FOR IMMEDIATE RELEASE:
JANUARY 31, 2020
SWAN Responds to DoD’s Annual Report on Sexual Harassment and Violence at the Military Service Academies
Despite recent calls to action sexual assault rates continue to climb at the Military Service Academies
Washington, D.C. – Today the Department of Defense Sexual Assault Prevention and Response Office (SAPRO) released its annual report on sexual harassment and violence at the military service academies (MSAs). This report is required biannually by Congress and provides the number of sexual assault reports filed in an academic calendar year. Notably, the newly released report from academic year 2018-2019 shows that there were 149 reports of sexual assault, significantly greater than the 92 reports in academic year 2016-2017. This report was published during an “assessment year,” meaning the report includes reviews and assessments of the MSAs’ existing prevention and response efforts and provides a roadmap for future prevention efforts.

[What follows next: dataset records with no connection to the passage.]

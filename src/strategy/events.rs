/// Crossover and band-proximity event detection.
///
/// Both detectors are pure functions of their scalar inputs; all state
/// (current vs previous frame) is supplied by the caller.

/// Outcome of comparing two series across consecutive ticks.
#[derive(Debug, Clone, Copy, PartialEq, Eq)]
pub enum Crossover {
    Bullish,
    Bearish,
    None,
}

/// Detect a crossover of series `a` over series `b` between two ticks.
///
/// Bullish: previously a <= b, now a > b. Bearish: previously a >= b, now
/// a < b. Equality counts toward a crossover being "about to happen", not
/// yet happened; the strict inequality on the current tick decides.
pub fn detect_crossover(curr_a: f64, curr_b: f64, prev_a: f64, prev_b: f64) -> Crossover {
    if prev_a <= prev_b && curr_a > curr_b {
        Crossover::Bullish
    } else if prev_a >= prev_b && curr_a < curr_b {
        Crossover::Bearish
    } else {
        Crossover::None
    }
}

/// Which VWAP band a price is near.
#[derive(Debug, Clone, Copy, PartialEq, Eq)]
pub enum VwapBand {
    Lower,
    Middle,
    Upper,
}

impl std::fmt::Display for VwapBand {
    fn fmt(&self, f: &mut std::fmt::Formatter<'_>) -> std::fmt::Result {
        match self {
            VwapBand::Lower => write!(f, "lower"),
            VwapBand::Middle => write!(f, "middle"),
            VwapBand::Upper => write!(f, "upper"),
        }
    }
}

/// Check whether the price sits within `threshold` (a fraction of each
/// band's own magnitude, so the window is asymmetric for asymmetric bands)
/// of any VWAP band. First match in the order lower, middle, upper wins.
pub fn band_proximity(
    price: f64,
    middle: f64,
    upper: f64,
    lower: f64,
    threshold: f64,
) -> Option<VwapBand> {
    if (price - lower).abs() <= lower * threshold {
        Some(VwapBand::Lower)
    } else if (price - middle).abs() <= middle * threshold {
        Some(VwapBand::Middle)
    } else if (price - upper).abs() <= upper * threshold {
        Some(VwapBand::Upper)
    } else {
        None
    }
}
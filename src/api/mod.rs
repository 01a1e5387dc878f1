pub mod binance;

pub use binance::{ApiCredentials, BinanceClient};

Senior Defense Officials who briefed advocates this morning compared rates of assault at the academies with civilian campuses. Although they said data is difficult to compare, they believe that the rate of sexual assault at the military academies is on par with or slightly higher for women than the rate of sexual assault on civilian campuses which they point to as indicative of a broader social problem. SWAN Fellow and West Point graduate Ellen Haring said, “it is surprising that the military would even consider comparing the academies to civilian campuses since in all other areas the academies claim to hold themselves to higher standards. Cadets and midshipmen go through extensive vetting processes to gain admission to the academies that includes being screened and nominated by a member of Congress. How is it that we have a problem that exceeds college campuses that don’t have the extensive application and vetting process the academies have? Seems to me that our screening and selection processes are failing to identify problematic attitudes and behaviors.”

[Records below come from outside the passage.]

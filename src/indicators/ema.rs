/// Exponential Moving Average (EMA)
///
/// Smoothing factor alpha = 2 / (period + 1). The first output value is
/// seeded with the first input value rather than left undefined, so the
/// series is defined from index 0 and has the same length as the input.

/// Calculate an EMA series over the input values.
///
/// Returns an empty vector for a zero period or empty input.
pub fn ema_series(values: &[f64], period: usize) -> Vec<f64> {
    if values.is_empty() || period == 0 {
        return Vec::new();
    }

    let alpha = 2.0 / (period as f64 + 1.0);
    let mut out = Vec::with_capacity(values.len());

    let mut ema = values[0];
    out.push(ema);

    for &value in &values[1..] {
        ema = alpha * value + (1.0 - alpha) * ema;
        out.push(ema);
    }

    out
}

/// Latest EMA value over the input, or None if the input is empty.
pub fn ema_latest(values: &[f64], period: usize) -> Option<f64> {
    ema_series(values, period).last().copied()
}

#[cfg(test)]
mod tests {
    use super::*;

    fn rolling_std(values: &[f64]) -> f64 {
        let mean = values.iter().sum::<f64>() / values.len() as f64;
        let var = values.iter().map(|v| (v - mean).powi(2)).sum::<f64>() / values.len() as f64;
        var.sqrt()
    }

    #[test]
    fn test_ema_length_matches_input() {
        let values: Vec<f64> = (0..50).map(|i| 100.0 + i as f64).collect();
        for period in [1, 5, 9, 21] {
            assert_eq!(ema_series(&values, period).len(), values.len());
        }
    }

    #[test]
    fn test_ema_seeded_with_first_value() {
        let values = vec![103.5, 104.0, 105.0, 104.5];
        let ema = ema_series(&values, 9);
        assert_eq!(ema[0], 103.5);
    }

    #[test]
    fn test_ema_recurrence() {
        let values = vec![100.0, 110.0];
        let ema = ema_series(&values, 3);
        // alpha = 0.5: 0.5 * 110 + 0.5 * 100 = 105
        assert!((ema[1] - 105.0).abs() < 1e-9);
    }

    #[test]
    fn test_ema_period_one_tracks_input() {
        let values = vec![100.0, 105.0, 95.0, 110.0];
        let ema = ema_series(&values, 1);
        for (e, v) in ema.iter().zip(values.iter()) {
            assert!((e - v).abs() < 1e-9);
        }
    }

    #[test]
    fn test_ema_smoother_than_input() {
        // EMA output should be no more volatile than the input series.
        let values: Vec<f64> = (0..100)
            .map(|i| 100.0 + if i % 2 == 0 { 5.0 } else { -5.0 })
            .collect();
        let ema = ema_series(&values, 10);
        assert!(rolling_std(&ema) <= rolling_std(&values));
    }

    #[test]
    fn test_ema_empty_and_zero_period() {
        assert!(ema_series(&[], 9).is_empty());
        assert!(ema_series(&[100.0, 101.0], 0).is_empty());
        assert!(ema_latest(&[], 9).is_none());
    }

    #[test]
    fn test_ema_converges_toward_constant() {
        let values = vec![100.0; 60];
        let ema = ema_series(&values, 9);
        assert!((ema.last().unwrap() - 100.0).abs() < 1e-12);
    }
}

The report highlights an increased trust in the messaging and action of senior military leaders towards sexual assault prevention; however, that trust erodes further down the chain of command and is failing among peer leaders and some staff at the academies. SWAN CEO, Deshauna Barber, recommends, “peer leaders and officer staff positions must be screened for attitudes and beliefs about sexual harassment and assault before they are put into leadership positions. If we truly want to get after this problem then people who do not meet a screening criterion should not be put in positions of leadership.”
In addition to addressing the critical role of cadet/midshipman and staff leadership, the report addresses four key areas of focus: student culture, reporting, victim assistance and other efforts to reduce and stop sexual assault. To access the report directly, click here.
About the Service Women’s Action Network
SWAN is a national, nonpartisan organization and member-driven community network advocating for the individual and collective needs of service women and women veterans. To date, SWAN has played a major role in opening all military jobs to service women, holding sex offenders accountable in the military justice system, eliminating barriers to disability claims for those who have experienced military sexual trauma, and expanding access to a broad range of reproductive healthcare services for military women.